Further clues concerning the aetiology of childhood central nervous system tumours
Introduction
The aetiology of childhood central nervous system (CNS) tumours remains uncertain. The only established causes are heritable syndromes, but these only account for a small number of cases [1]. We have recently reported space–time clustering among cases of CNS tumours included in the Manchester Children’s Tumour Registry (MCTR) [2]. This was due to space–time clustering among cases of astrocytoma and ependymoma, but there was no space–time clustering among cases of medulloblastoma and other primitive neuroectodermal tumours (PNETs), nor among cases of “miscellaneous glioma” [2]. We have also reported seasonal variation in certain CNS tumours, including astrocytoma and ependymoma [2]. These findings are consistent with a role for infections in aetiology.
Descriptive epidemiological studies, including those on disease clustering and the relationship between incidence rates and area-based demographic variables are very useful in formulating aetiological hypotheses. Whilst there have been numerous clustering and ecological studies on childhood leukaemia, there have been very few similar studies on CNS tumours [3]. Increasing incidence, space–time clustering, spatial clustering and ecological relationships have been found for leukaemia, an infectious aetiology has been postulated and several mechanistic hypotheses have been suggested [4], [5], [6]. There has been a lack of plausible aetiological hypotheses for childhood CNS tumours.
To provide further insight into aetiology, we have examined the geographical distribution of CNS tumours for the same study area. Specifically, we have tested for spatial clustering, for spatial autocorrelation (the adjacency of areas with similarly high or low rates) and for ecological gradients.
The Manchester Children’s Tumour Registry (MCTR) collects incidence data on all cancers in children, aged 0–14 years, from a defined geographical region of North-West England. Ascertainment has been estimated to be close to 100% [7]. The registry retains diagnostic specimens and re-review is undertaken periodically in line with improved knowledge about disease and technological advances.
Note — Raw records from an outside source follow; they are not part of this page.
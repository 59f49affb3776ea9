use api::UserInfo;
use dioxus::prelude::*;

use crate::layout::page;

#[derive(Props, Clone, PartialEq)]
pub struct ErrorPageProps {
    pub status: u16,
    pub message: String,
    pub user: Option<UserInfo>,
}

#[component]
pub fn ErrorPage(props: ErrorPageProps) -> Element {
    let ErrorPageProps {
        status,
        message,
        user,
    } = props;
    page(
        "Error",
        user.as_ref(),
        None,
        rsx! {
            h1 { "Something went wrong" }
            p { "{message}" }
            p { class: "muted", "Error {status}" }
            a { class: "btn secondary", href: "/dashboard", "Back to dashboard" }
        },
    )
}
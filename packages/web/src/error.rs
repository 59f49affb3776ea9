//! Turning [`AppError`] into HTTP responses.
//!
//! Page handlers deal with user-facing errors themselves (flash + redirect or a
//! re-rendered form); what reaches [`PageError`] is mostly upstream failure.
//! JSON endpoints use [`JsonError`], which answers `{"error": "..."}`, including
//! for request bodies that fail to parse.

use api::{AppError, ErrorKind};
use axum::extract::rejection::JsonRejection;
use axum::http::StatusCode;
use axum::response::{Html, IntoResponse, Redirect, Response};
use axum::Json;

fn status(kind: ErrorKind) -> StatusCode {
    match kind {
        ErrorKind::Authentication => StatusCode::UNAUTHORIZED,
        ErrorKind::Authorization => StatusCode::FORBIDDEN,
        ErrorKind::NotFound => StatusCode::NOT_FOUND,
        ErrorKind::Validation => StatusCode::BAD_REQUEST,
        ErrorKind::Upstream => StatusCode::INTERNAL_SERVER_ERROR,
    }
}

fn log(error: &AppError) {
    if error.kind() == ErrorKind::Upstream {
        tracing::error!(error = %error, "request failed");
    }
}

#[derive(Debug)]
pub struct PageError(pub AppError);

impl From<AppError> for PageError {
    fn from(error: AppError) -> Self {
        Self(error)
    }
}

impl IntoResponse for PageError {
    fn into_response(self) -> Response {
        let error = self.0;
        log(&error);
        if error.kind() == ErrorKind::Authentication {
            return Redirect::to("/login").into_response();
        }
        let status = status(error.kind());
        let html = ui::render(
            ui::ErrorPage,
            ui::ErrorPageProps {
                status: status.as_u16(),
                message: error.user_message(),
                user: None,
            },
        );
        (status, Html(html)).into_response()
    }
}

#[derive(Debug)]
pub struct JsonError(pub AppError);

impl From<AppError> for JsonError {
    fn from(error: AppError) -> Self {
        Self(error)
    }
}

impl From<JsonRejection> for JsonError {
    fn from(rejection: JsonRejection) -> Self {
        Self(AppError::validation(rejection.body_text()))
    }
}

impl IntoResponse for JsonError {
    fn into_response(self) -> Response {
        let error = self.0;
        log(&error);
        let body = serde_json::json!({ "error": error.user_message() });
        (status(error.kind()), Json(body)).into_response()
    }
}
The MCTR thus provides a unique data-set for the investigation of incidence patterns over a wide geographical area and time-frame.
First, we have analysed the data for spatial clustering. Secondly, we have tested for spatial autocorrelation, i.e. we have tested for the adjacency of areas with similarly high or low rates. Finally, we have examined the data for ecological gradients by analysing the relationship between incidence rates and population density, measures of ethnic population composition and the level of deprivation, all at small-area (census ward) level. We have interpreted the geographical analyses in combination with the previously reported findings of space–time clustering and seasonal variation.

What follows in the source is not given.